Así los acontecimientos, Iturbe e Iraeta envió circulares a todas las villas y lugares pobla finandos de Nuevo Santander; la alarma y agitación cundieron por la provincia; y lo mismo hizo don Primo Feliciano Marín de Porras, obispo de Monterrey, cuya jurisdicción incluía a Nuevo Santander, al emitir una furibunda pastoral contra los insurgentes y sus simpatizadores, y aumentó el desconcierto”.
La organización política, militar, hacendaria, judicial y municipal en los albores del siglo XIX en la Nueva España era un gravísimo obstáculo para el progreso de las provincias orientales, por ser un sistema muy complicado. Nuevo Santander —hoy Tamaulipas— formaba parte de las provincias internas de oriente. La autoridad política la ejercía el gobernador, que siempre era un militar, y su nombramiento lo daba el rey de España.
Hasta antes de las reformas borbónicas, el gobernador era la figura más importante de la provincia, y sus atribuciones las ejercía en materia de gobierno, justicia, guerra y hacienda; pero después de dichas reformas la legislación impuesta por la casa reinante de los borbones para las colonias en América, limitó las facultades del gobernador que dependía directamente del virrey. En asuntos militares estaba subordinado a la décima brigada de milicias, cuyo cuartel general se encontraba en San Luis Potosí y el mando, en las experimentadas manos del brigadier don Félix María Calleja del Rey.
La intendencia, que se formó con las provincias del Nuevo Reino de León, Nuevo Santander, Coahuila y Texas antes del movimiento emancipador, fue creada en el año de 1786, y la residencia del intendente se encontraba en San Luis Potosí. Los intendentes tenían a su cargo todo lo relativo a las cuestiones hacendarias en su jurisdicción.
Don Rafael Montejano y Aguiñaga dice de la intendencia: “Con el objeto de tener un mejor gobierno, manejo de la hacienda y administración interior, Carlos III dividió el virreinato de la Nueva España en doce intendencias, cada una quedaba encomendada a un gobernador intendente que ejercía las funciones administrativas y de hacienda. Los últimos intendentes no descollaron ni por su sentido político ni por sus obras y algunos permanecieron poco tiempo en el poder.

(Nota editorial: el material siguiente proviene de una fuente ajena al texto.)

//! Criterion benchmarks comparing placement strategies.
//!
//! Each strategy replays the same seeded churn workload, and picks from
//! a fixed fragmented free list.

use std::hint::black_box;

use criterion::{criterion_group, criterion_main, BenchmarkId, Criterion};
use shoal_arena::Arena;
use shoal_bench::{churn_workload, run_workload, strategy_config};
use shoal_core::AllocationStrategy;
use shoal_test_utils::fragmented_arena;

const STRATEGIES: [AllocationStrategy; 3] = [
    AllocationStrategy::FirstFit,
    AllocationStrategy::BestFit,
    AllocationStrategy::WorstFit,
];

/// Benchmark: 10K-op random churn per strategy.
fn bench_churn(c: &mut Criterion) {
    let ops = churn_workload(42, 10_000, 2048);
    let mut group = c.benchmark_group("churn_10k");
    for strategy in STRATEGIES {
        let arena = Arena::new(strategy_config(strategy)).unwrap();
        group.bench_with_input(BenchmarkId::from_parameter(strategy), &ops, |b, ops| {
            b.iter(|| black_box(run_workload(&arena, ops)));
        });
    }
    group.finish();
}

/// Benchmark: one allocation from a 32-hole free list per strategy.
fn bench_scan(c: &mut Criterion) {
    let holes: Vec<usize> = (0..32).map(|i| 16 + (i * 37) % 48).collect();
    let mut group = c.benchmark_group("scan_32_holes");
    for strategy in STRATEGIES {
        let (arena, _) = fragmented_arena(strategy, &holes);
        group.bench_function(BenchmarkId::from_parameter(strategy), |b| {
            b.iter(|| {
                let p = arena.allocate(black_box(40)).unwrap();
                unsafe { arena.deallocate(p.as_ptr()).unwrap() };
            });
        });
    }
    group.finish();
}

criterion_group!(benches, bench_churn, bench_scan);
criterion_main!(benches);
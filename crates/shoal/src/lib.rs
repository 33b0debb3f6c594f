//! Shoal: a fixed-capacity arena allocator.
//!
//! This is the top-level facade crate that re-exports the public API from
//! all Shoal sub-crates. For most users, adding `shoal` as a single
//! dependency is sufficient.
//!
//! # Quick start
//!
//! ```rust
//! use shoal::prelude::*;
//!
//! let config = ArenaConfig::new(4096).with_strategy(AllocationStrategy::BestFit);
//! let arena: Arena = Arena::new(config).unwrap();
//!
//! // Containers and single values borrow the arena.
//! let mut squares = make_arena_vec::<u32, _>(&arena);
//! squares.extend((0..10).map(|i| i * i));
//! assert_eq!(squares[9], 81);
//!
//! let alloc = ShortAlloc::new(&arena);
//! let name = allocate_unique(&alloc, String::from("shoal")).unwrap();
//! assert_eq!(name.len(), 5);
//!
//! drop((squares, name));
//! assert_eq!(arena.used(), 0);
//! assert!(arena.validate());
//! ```
//!
//! # Modules
//!
//! | Module | Sub-crate | Contents |
//! |--------|-----------|----------|
//! | [`types`] | `shoal-core` | Config, strategies, errors, alignment helpers |
//! | [`arena`] | `shoal-arena` | The arena, lock policies, statistics |
//! | [`alloc`] | `shoal-alloc` | Typed adaptor, arena vectors, owning boxes |

#![deny(missing_docs)]
#![deny(rustdoc::broken_intra_doc_links)]
#![forbid(unsafe_code)]

/// Configuration, strategies, errors, and alignment helpers (`shoal-core`).
pub use shoal_core as types;

/// The arena itself, lock policies, and statistics (`shoal-arena`).
///
/// [`arena::Arena`] is thread-safe by default; [`arena::LocalArena`] skips
/// locking and cannot be shared across threads.
pub use shoal_arena as arena;

/// Typed allocation on top of an arena (`shoal-alloc`).
///
/// [`alloc::ShortAlloc`] implements `allocator_api2::alloc::Allocator`;
/// [`alloc::ArenaBox`] owns a single value.
pub use shoal_alloc as alloc;

/// Common imports for typical Shoal usage.
///
/// ```rust
/// use shoal::prelude::*;
/// ```
pub mod prelude {
    // Configuration and errors
    pub use shoal_core::{AllocationStrategy, ArenaConfig, ArenaError};

    // Arena
    pub use shoal_arena::{Arena, LocalArena, SingleThreaded, StatsSnapshot, ThreadSafe};

    // Typed allocation
    pub use shoal_alloc::{
        allocate_unique, allocate_unique_with, make_arena_vec, try_allocate_unique_with,
        ArenaBox, ArenaVec, ConstructError, ShortAlloc,
    };
}
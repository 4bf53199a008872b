//! The grounding table: raw text → curated identifier bundle.
//!
//! Resource format (tab-separated, no header):
//!
//! ```text
//! raw_text  namespace1  id1  namespace2  id2
//! ROS       UP          P00533
//! ```
//!
//! A (namespace, id) pair is dropped when either side is empty or `None`.
//! Rows left with only the raw text are not stored. A row with the wrong
//! number of columns (a blank line has zero) fails the whole load.

use crate::bundle::{is_absent_field, IdentifierBundle, TEXT};
use crate::error::{GroundingError, Result};
use crate::tsv::read_rows;
use std::collections::HashMap;
use std::fs::File;
use std::io::Read;
use std::path::Path;

/// Columns per table row: the raw text plus two (namespace, id) pairs.
pub const TABLE_COLUMNS: usize = 5;

/// Read-only after construction; share it by reference.
#[derive(Debug, Clone, Default)]
pub struct GroundingTable {
    entries: HashMap<String, IdentifierBundle>,
}

impl GroundingTable {
    /// Build from in-memory rows. Line numbers in errors are 1-based row indices.
    pub fn build<I, R, S>(rows: I) -> Result<Self>
    where
        I: IntoIterator<Item = R>,
        R: AsRef<[S]>,
        S: AsRef<str>,
    {
        let mut table = Self::default();
        for (ix, row) in rows.into_iter().enumerate() {
            let fields: Vec<&str> = row.as_ref().iter().map(|field| field.as_ref()).collect();
            table.insert_row(&fields, "<rows>", ix as u64 + 1)?;
        }
        tracing::debug!(entries = table.len(), "built grounding table");
        Ok(table)
    }

    /// Load a tab-separated table file.
    pub fn load(path: &Path) -> Result<Self> {
        let file = File::open(path).map_err(|e| GroundingError::io(path, e))?;
        Self::from_reader(file, &path.display().to_string())
    }

    /// Parse a tab-separated table from any reader; `origin` labels errors.
    pub fn from_reader<R: Read>(reader: R, origin: &str) -> Result<Self> {
        let mut table = Self::default();
        read_rows(reader, origin, TABLE_COLUMNS, |fields, line| {
            table.insert_row(fields, origin, line)
        })?;
        tracing::debug!(origin, entries = table.len(), "loaded grounding table");
        Ok(table)
    }

    fn insert_row(&mut self, fields: &[&str], origin: &str, line: u64) -> Result<()> {
        if fields.len() != TABLE_COLUMNS {
            return Err(GroundingError::MalformedRow {
                origin: origin.to_string(),
                line,
                expected: TABLE_COLUMNS,
                found: fields.len(),
            });
        }

        let key = fields[0];
        let mut pairs = vec![(TEXT, key)];
        for pair in fields[1..].chunks(2) {
            let (db, db_id) = (pair[0], pair[1]);
            if is_absent_field(db) || is_absent_field(db_id) {
                continue;
            }
            pairs.push((db, db_id));
        }
        let db_refs: IdentifierBundle = pairs.into_iter().collect();

        if db_refs.len() > 1 {
            // Duplicate keys (e.g. "ROS", "ER") are ambiguous; the later row wins.
            if let Some(previous) = self.entries.insert(key.to_string(), db_refs) {
                tracing::warn!(
                    origin,
                    line,
                    key,
                    replaced = %previous,
                    "duplicate grounding table key; keeping the later row"
                );
            }
        }
        Ok(())
    }

    pub fn lookup(&self, raw_text: &str) -> Option<&IdentifierBundle> {
        self.entries.get(raw_text)
    }

    pub fn contains(&self, raw_text: &str) -> bool {
        self.entries.contains_key(raw_text)
    }

    pub fn len(&self) -> usize {
        self.entries.len()
    }

    pub fn is_empty(&self) -> bool {
        self.entries.is_empty()
    }
}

Tanto los intendentes como los alcaldes, los regidores y los subdelegados del interior vivían muy en paz”.
Don Vito Alessio Robles informa: “En materia judicial no podía ser peor, igualmente perniciosos eran los encargados de la administración de justicia, en su mayoría militares ignorantes que para poder apelar a sus decisiones era necesario ocurrir a México, a Guadalajara, a Chihuahua o las capitales de las respectivas provincias donde residían los gobernadores”.
En su vigorosa Memoria presentada a las Cortes de Cádiz el 7 de noviembre de 1811, don Miguel Ramos Arizpe expresó que el panorama se veía con fallas y defectos. De la organización de las provincias internas y sus villas informó: “El sistema que prevalecía era el peor, pues desde 1794 que se establecieron las milicias provinciales y las compañías volantes, el capitán de milicias era el alcalde perpetuo de cada pueblo, que en ocasiones fungía como justicia mayor, el teniente y el alférez eran los regidores, y el sargento, el procurador”.